Now that you are prepared to actually get in the door and perform an assessment, the next difference you will have to overcome are anatomical.  Let’s start with the head.

This is mainly just cartillage, little or no bones here


The first thing you should notice about the head is that it is huge for the size of the baby.  The neck has to develop in order to control the head, which is why the head must always be supported when you pick up an infant.  To facilitate the delivery of the baby, the baby’s head was designed with natural relief points built in called the fontanelles.  The fontanelles are literally holes in the infant’s skull.  The skin on the infants head is nearly the only thing separating you from the infant’s brain (save for meninges, dura mater, etc.).   Given the size of the head and the weakness of the neck, maintaining a neutral position of the neck becomes a high priority.  The head is large and cumbersome, to the point where the weight of the head can fall forward creating a kink in their already weak necks.   For this reason you are taught to place padding underneath the shoulders when immobilizing the patient or maintaining an airway.  The vulnerabilities listed above (weak neck + big head) place the infant at greater risk for c spine and head injuries.  Positioning the head and maintaining the neck in a neutral position are keys in maintaining the infant airway.

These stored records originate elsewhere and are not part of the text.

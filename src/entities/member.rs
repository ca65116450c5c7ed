//! Member entity - Persona fisica nota al sistema

use chrono::{DateTime, Utc};
use serde::{Deserialize, Serialize};

#[derive(Serialize, Deserialize, Debug, Clone, PartialEq, sqlx::FromRow)]
pub struct Member {
    pub id: i64,
    pub first_name: String,
    pub last_name: String,
    pub sex: String,
    pub phone: String,
    pub email: String,
    pub created_at: DateTime<Utc>,
    pub updated_at: DateTime<Utc>,
}

impl Member {
    /// "First Last", trimmed; `None` when the member never gave a name.
    pub fn display_name(&self) -> Option<String> {
        let full = format!("{} {}", self.first_name.trim(), self.last_name.trim());
        let full = full.trim();
        if full.is_empty() {
            None
        } else {
            Some(full.to_string())
        }
    }

    /// Same person, matched on phone or (non-empty) email.
    pub fn same_identity(&self, other: &Member) -> bool {
        self.phone == other.phone || (!self.email.is_empty() && self.email == other.email)
    }
}
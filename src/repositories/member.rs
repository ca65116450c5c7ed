//! MemberRepository - Repository per la gestione dei member

use super::{Create, Read};
use crate::dtos::CreateMemberDTO;
use crate::entities::Member;
use chrono::Utc;
use sqlx::{Error, SqliteConnection};

pub struct MemberRepository;

impl MemberRepository {
    /// Phone is the natural key of a member.
    pub async fn find_by_phone(
        conn: &mut SqliteConnection,
        phone: &str,
    ) -> Result<Option<Member>, Error> {
        sqlx::query_as::<_, Member>("SELECT * FROM members WHERE phone = ?")
            .bind(phone)
            .fetch_optional(&mut *conn)
            .await
    }

    pub async fn find_by_email(
        conn: &mut SqliteConnection,
        email: &str,
    ) -> Result<Option<Member>, Error> {
        sqlx::query_as::<_, Member>("SELECT * FROM members WHERE email = ? ORDER BY id LIMIT 1")
            .bind(email)
            .fetch_optional(&mut *conn)
            .await
    }
}

impl Create<Member, CreateMemberDTO> for MemberRepository {
    async fn create(conn: &mut SqliteConnection, data: &CreateMemberDTO) -> Result<Member, Error> {
        let now = Utc::now();
        sqlx::query_as::<_, Member>(
            "INSERT INTO members (first_name, last_name, sex, phone, email, created_at, updated_at)
             VALUES (?, ?, ?, ?, ?, ?, ?)
             RETURNING *",
        )
        .bind(&data.first_name)
        .bind(&data.last_name)
        .bind(&data.sex)
        .bind(&data.phone)
        .bind(data.email.as_deref().unwrap_or(""))
        .bind(now)
        .bind(now)
        .fetch_one(&mut *conn)
        .await
    }
}

impl Read<Member, i64> for MemberRepository {
    async fn read(conn: &mut SqliteConnection, id: &i64) -> Result<Option<Member>, Error> {
        sqlx::query_as::<_, Member>("SELECT * FROM members WHERE id = ?")
            .bind(id)
            .fetch_optional(&mut *conn)
            .await
    }
}
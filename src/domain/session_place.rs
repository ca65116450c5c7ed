//! Session place manager
//!
//! A session meets in exactly one place: an umbrella row plus one variant row. Every
//! operation that touches both halves runs in a single transaction, and dispatch on the
//! variant is a `match` over [`PlaceVariant`] / [`NewPlace`].

use crate::core::{AppError, StepContext};
use crate::dtos::PlaceFieldsDTO;
use crate::entities::{ActivePlace, PlaceType, PlaceVariant};
use crate::repositories::{
    Create, Delete, Gateway, GivenVenuePlaceRepository, MemberHomePlaceRepository,
    NewGivenVenuePlace, NewOnlinePlace, NewSessionPlace, OnlinePlaceRepository,
    SessionPlaceRepository,
};
use sqlx::SqliteConnection;
use tracing::{error, info, instrument};

/// A validated request for a new place: exactly the fields its variant needs.
#[derive(Debug, Clone, PartialEq, Eq)]
pub enum NewPlace {
    Online { platform: String, link: String },
    GivenVenue { name: String, location: String },
    MemberHome,
}

/// Trimmed, non-empty value of an optional field.
fn present(value: &Option<String>) -> Option<String> {
    value
        .as_deref()
        .map(str::trim)
        .filter(|v| !v.is_empty())
        .map(str::to_string)
}

fn mismatch(details: &str) -> AppError {
    AppError::bad_request("Place fields do not match the place type")
        .with_code("ERR_SES_PLC_01")
        .with_details(details)
}

/// Rejects fields that belong to another variant.
fn reject_foreign_fields(place_type: PlaceType, fields: &PlaceFieldsDTO) -> Result<(), AppError> {
    let online = present(&fields.platform).is_some() || present(&fields.link).is_some();
    let venue = present(&fields.name).is_some() || present(&fields.location).is_some();

    match place_type {
        PlaceType::Online if venue => Err(mismatch("online places take only platform and link")),
        PlaceType::GivenVenue if online => {
            Err(mismatch("given venue places take only name and location"))
        }
        PlaceType::MemberHome if online || venue => {
            Err(mismatch("member home places take no fields"))
        }
        _ => Ok(()),
    }
}

impl NewPlace {
    pub fn from_fields(place_type: PlaceType, fields: &PlaceFieldsDTO) -> Result<Self, AppError> {
        reject_foreign_fields(place_type, fields)?;

        match place_type {
            PlaceType::Online => match (present(&fields.platform), present(&fields.link)) {
                (Some(platform), Some(link)) => Ok(NewPlace::Online { platform, link }),
                _ => Err(mismatch("online places require platform and link")),
            },
            PlaceType::GivenVenue => match (present(&fields.name), present(&fields.location)) {
                (Some(name), Some(location)) => Ok(NewPlace::GivenVenue { name, location }),
                _ => Err(mismatch("given venue places require name and location")),
            },
            PlaceType::MemberHome => Ok(NewPlace::MemberHome),
        }
    }

    pub fn place_type(&self) -> PlaceType {
        match self {
            NewPlace::Online { .. } => PlaceType::Online,
            NewPlace::GivenVenue { .. } => PlaceType::GivenVenue,
            NewPlace::MemberHome => PlaceType::MemberHome,
        }
    }
}

#[derive(Clone, Debug)]
pub struct SessionPlaceManager {
    gateway: Gateway,
}

impl SessionPlaceManager {
    pub fn new(gateway: Gateway) -> Self {
        Self { gateway }
    }

    /// Umbrella and variant read together; `None` when the session has no place.
    #[instrument(skip(self))]
    pub async fn current_place(&self, session_id: i64) -> Result<Option<ActivePlace>, AppError> {
        self.gateway
            .run_in_transaction(move |conn| Box::pin(load_current(conn, session_id)))
            .await
    }

    /// Tears down the current place (if any) and creates the requested one.
    #[instrument(skip(self, fields))]
    pub async fn replace_place(
        &self,
        session_id: i64,
        place_type: PlaceType,
        fields: PlaceFieldsDTO,
    ) -> Result<ActivePlace, AppError> {
        let new_place = NewPlace::from_fields(place_type, &fields)?;

        let place: ActivePlace = self
            .gateway
            .run_in_transaction(move |conn| {
                Box::pin(replace_place_tx(conn, session_id, new_place.clone()))
            })
            .await?;

        info!("Session {} now meets at a {} place", session_id, place.place_type());
        Ok(place)
    }

    /// Edits the fields of the current variant without changing its type.
    /// Omitted fields keep their stored value.
    #[instrument(skip(self, fields))]
    pub async fn update_place(
        &self,
        session_id: i64,
        fields: PlaceFieldsDTO,
    ) -> Result<ActivePlace, AppError> {
        self.gateway
            .run_in_transaction(move |conn| {
                Box::pin(update_place_tx(conn, session_id, fields.clone()))
            })
            .await
    }

    #[instrument(skip(self))]
    pub async fn delete_place(&self, session_id: i64) -> Result<(), AppError> {
        self.gateway
            .run_in_transaction(move |conn| Box::pin(delete_place_tx(conn, session_id)))
            .await?;

        info!("Place of session {} removed", session_id);
        Ok(())
    }
}

// ************************* UNITS OF WORK ************************* //

fn no_place() -> AppError {
    AppError::not_found("Session has no place").with_code("ERR_SES_PLC_08")
}

async fn load_current(
    conn: &mut SqliteConnection,
    session_id: i64,
) -> Result<Option<ActivePlace>, AppError> {
    let Some(umbrella) = SessionPlaceRepository::find_by_session(conn, session_id)
        .await
        .step("ERR_SES_PLC_02", "Failed to load session place")?
    else {
        return Ok(None);
    };

    let variant = match umbrella.place_type {
        PlaceType::Online => OnlinePlaceRepository::find_by_place(conn, umbrella.id)
            .await
            .map(|v| v.map(PlaceVariant::Online)),
        PlaceType::GivenVenue => GivenVenuePlaceRepository::find_by_place(conn, umbrella.id)
            .await
            .map(|v| v.map(PlaceVariant::GivenVenue)),
        PlaceType::MemberHome => MemberHomePlaceRepository::find_by_place(conn, umbrella.id)
            .await
            .map(|v| v.map(PlaceVariant::MemberHome)),
    }
    .step("ERR_SES_PLC_02", "Failed to load session place variant")?;

    let Some(variant) = variant else {
        error!(
            "Session place {} ({}) has no variant row",
            umbrella.id, umbrella.place_type
        );
        return Err(AppError::conflict("Session place is inconsistent")
            .with_code("ERR_SES_PLC_03"));
    };

    ActivePlace::new(umbrella, variant).map(Some).ok_or_else(|| {
        AppError::conflict("Session place is inconsistent").with_code("ERR_SES_PLC_03")
    })
}

/// Variant first, then the umbrella it hangs off.
async fn teardown(conn: &mut SqliteConnection, place: &ActivePlace) -> Result<(), AppError> {
    match &place.variant {
        PlaceVariant::Online(v) => OnlinePlaceRepository::delete(conn, &v.id).await,
        PlaceVariant::GivenVenue(v) => GivenVenuePlaceRepository::delete(conn, &v.id).await,
        PlaceVariant::MemberHome(v) => MemberHomePlaceRepository::delete(conn, &v.id).await,
    }
    .step("ERR_SES_PLC_04", "Failed to delete session place variant")?;

    SessionPlaceRepository::delete(conn, &place.umbrella.id)
        .await
        .step("ERR_SES_PLC_05", "Failed to delete session place")
}

async fn build(
    conn: &mut SqliteConnection,
    session_id: i64,
    new_place: &NewPlace,
) -> Result<ActivePlace, AppError> {
    let umbrella = SessionPlaceRepository::create(
        conn,
        &NewSessionPlace {
            session_id,
            place_type: new_place.place_type(),
        },
    )
    .await
    .step("ERR_SES_PLC_06", "Failed to create session place")?;

    let variant = match new_place {
        NewPlace::Online { platform, link } => OnlinePlaceRepository::create(
            conn,
            &NewOnlinePlace {
                session_place_id: umbrella.id,
                platform: platform.clone(),
                link: link.clone(),
            },
        )
        .await
        .map(PlaceVariant::Online),
        NewPlace::GivenVenue { name, location } => GivenVenuePlaceRepository::create(
            conn,
            &NewGivenVenuePlace {
                session_place_id: umbrella.id,
                name: name.clone(),
                location: location.clone(),
            },
        )
        .await
        .map(PlaceVariant::GivenVenue),
        NewPlace::MemberHome => MemberHomePlaceRepository::create(conn, &umbrella.id)
            .await
            .map(PlaceVariant::MemberHome),
    }
    .step("ERR_SES_PLC_07", "Failed to create session place variant")?;

    ActivePlace::new(umbrella, variant).ok_or_else(|| {
        AppError::conflict("Session place is inconsistent").with_code("ERR_SES_PLC_03")
    })
}

async fn replace_place_tx(
    conn: &mut SqliteConnection,
    session_id: i64,
    new_place: NewPlace,
) -> Result<ActivePlace, AppError> {
    if let Some(current) = load_current(conn, session_id).await? {
        teardown(conn, &current).await?;
    }
    build(conn, session_id, &new_place).await
}

async fn update_place_tx(
    conn: &mut SqliteConnection,
    session_id: i64,
    fields: PlaceFieldsDTO,
) -> Result<ActivePlace, AppError> {
    let current = load_current(conn, session_id).await?.ok_or_else(no_place)?;
    reject_foreign_fields(current.place_type(), &fields)?;

    let variant = match &current.variant {
        PlaceVariant::Online(v) => {
            let platform = present(&fields.platform).unwrap_or_else(|| v.platform.clone());
            let link = present(&fields.link).unwrap_or_else(|| v.link.clone());
            OnlinePlaceRepository::update(conn, v.id, &platform, &link)
                .await
                .map(PlaceVariant::Online)
        }
        PlaceVariant::GivenVenue(v) => {
            let name = present(&fields.name).unwrap_or_else(|| v.name.clone());
            let location = present(&fields.location).unwrap_or_else(|| v.location.clone());
            GivenVenuePlaceRepository::update(conn, v.id, &name, &location)
                .await
                .map(PlaceVariant::GivenVenue)
        }
        PlaceVariant::MemberHome(_) => {
            return Err(AppError::bad_request("Member home places have no editable fields")
                .with_code("ERR_SES_PLC_01"));
        }
    }
    .step("ERR_SES_PLC_09", "Failed to update session place")?;

    let umbrella = SessionPlaceRepository::touch(conn, current.umbrella.id)
        .await
        .step("ERR_SES_PLC_09", "Failed to update session place")?;

    ActivePlace::new(umbrella, variant).ok_or_else(|| {
        AppError::conflict("Session place is inconsistent").with_code("ERR_SES_PLC_03")
    })
}

async fn delete_place_tx(conn: &mut SqliteConnection, session_id: i64) -> Result<(), AppError> {
    let current = load_current(conn, session_id).await?.ok_or_else(no_place)?;
    teardown(conn, &current).await
}
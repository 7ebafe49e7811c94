use parking_lot::Mutex;
use std::sync::Arc;

use super::connection::ConnectionManager;
use crate::error::SessionError;
use crate::form::{validator, ContactInput, RawFormFields};
use crate::integrations::gateway::GatewayClient;
use crate::integrations::{ProviderId, RunResult, CREATE_CONTACT_FLOW};

#[derive(Debug, Clone, PartialEq)]
pub enum SubmissionState {
    Idle,
    InFlight,
    Succeeded(RunResult),
    Failed(String),
}

impl SubmissionState {
    pub fn is_in_flight(&self) -> bool {
        matches!(self, Self::InFlight)
    }
}

struct Inner {
    state: SubmissionState,
    form: RawFormFields,
}

/// Validates the form draft and relays it to the connected CRM through the gateway.
pub struct SubmissionController {
    gateway: Arc<dyn GatewayClient>,
    connection: Arc<ConnectionManager>,
    inner: Mutex<Inner>,
}

impl SubmissionController {
    pub fn new(gateway: Arc<dyn GatewayClient>, connection: Arc<ConnectionManager>) -> Self {
        Self {
            gateway,
            connection,
            inner: Mutex::new(Inner {
                state: SubmissionState::Idle,
                form: RawFormFields::default(),
            }),
        }
    }

    pub fn state(&self) -> SubmissionState {
        self.inner.lock().state.clone()
    }

    /// Current draft as last entered by the user.
    pub fn form(&self) -> RawFormFields {
        self.inner.lock().form.clone()
    }

    pub fn update_form(&self, raw: RawFormFields) {
        self.inner.lock().form = raw;
    }

    /// Drop the last outcome so the shell shows a fresh form. Ignored while in flight.
    pub fn reset(&self) {
        let mut inner = self.inner.lock();
        if !inner.state.is_in_flight() {
            inner.state = SubmissionState::Idle;
        }
    }

    /// Checks guards in order (in flight, connected, valid) and moves to `InFlight`.
    fn begin(&self, raw: RawFormFields) -> Result<(ProviderId, ContactInput), SessionError> {
        let mut inner = self.inner.lock();
        if inner.state.is_in_flight() {
            log::warn!("Rejecting submission: another one is in flight");
            return Err(SessionError::SubmissionInProgress);
        }
        inner.form = raw;

        let provider = self.connection.connected_provider().ok_or_else(|| {
            log::warn!("Rejecting submission: no CRM connected");
            SessionError::NotConnected
        })?;

        let contact = validator::parse(&inner.form).map_err(|errors| {
            log::warn!("Rejecting submission: {}", errors.summary());
            SessionError::ValidationFailed(errors)
        })?;

        inner.state = SubmissionState::InFlight;
        Ok((provider, contact))
    }

    /// Submit `raw` as a new contact.
    ///
    /// Guard failures leave the previous outcome untouched and never reach the
    /// gateway. A gateway failure is recorded as `Failed` and the draft is kept
    /// so the user can retry; success clears the draft.
    pub async fn submit(&self, raw: RawFormFields) -> Result<RunResult, SessionError> {
        let (provider, contact) = self.begin(raw)?;

        log::info!("Sending contact to {}", provider.display_name());
        let outcome = self
            .gateway
            .run_flow(provider, CREATE_CONTACT_FLOW, &contact)
            .await;

        let mut inner = self.inner.lock();
        match outcome {
            Ok(result) => {
                log::info!("Contact created in {}", provider.display_name());
                inner.state = SubmissionState::Succeeded(result.clone());
                inner.form.clear();
                Ok(result)
            }
            Err(e) => {
                let reason = e.user_message();
                log::error!("Sending contact to {} failed: {}", provider.display_name(), e);
                inner.state = SubmissionState::Failed(reason.clone());
                Err(SessionError::RemoteFlowError(reason))
            }
        }
    }
}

As we examine the infant airway, the first thing you will notice is the size.  Everything is smaller.  The structures of airway (epiglottis, larynx, and trachea) are smaller versions of the adult airway, which make them prone to foreign body airway obstructions (not to mention the tendency of the infant to put things in their mouths).  Conversely, the tongue is much larger in terms of surface area when compared to the adult airway and can easily become an obstruction (worse than in adults).  Infant teeth tend to be easily dislodged in the event of facial trauma and pose an obstruction hazard.  The neck is shorter; however the trachea is very narrow.  The narrow trachea is a problem for even the healthy infant since birth when you consider how difficult it is for them to control their head.    To make matters worse, the trachea is very flexible.  These properties, when combined with the narrowness of the trachea, make it easy for the infant to ‘crimp’ the trachea by virtue of their head position.  This tendency for the trachea to ‘crimp’ affects how you hold the infant.  When picking up an infant, ensure that you support the head and place it in a neutral position.   Infants also produce greater amounts of secretions.  Given all the variables mentioned above, have a more difficult maintaining their airway.  Infants are also obligate nose breathers.  This means that if suctioning is to be performed, remember to suction the nose as well.  Being able to manage these small and disproportionate airways will pay great dividends when assessing and managing the infant airway.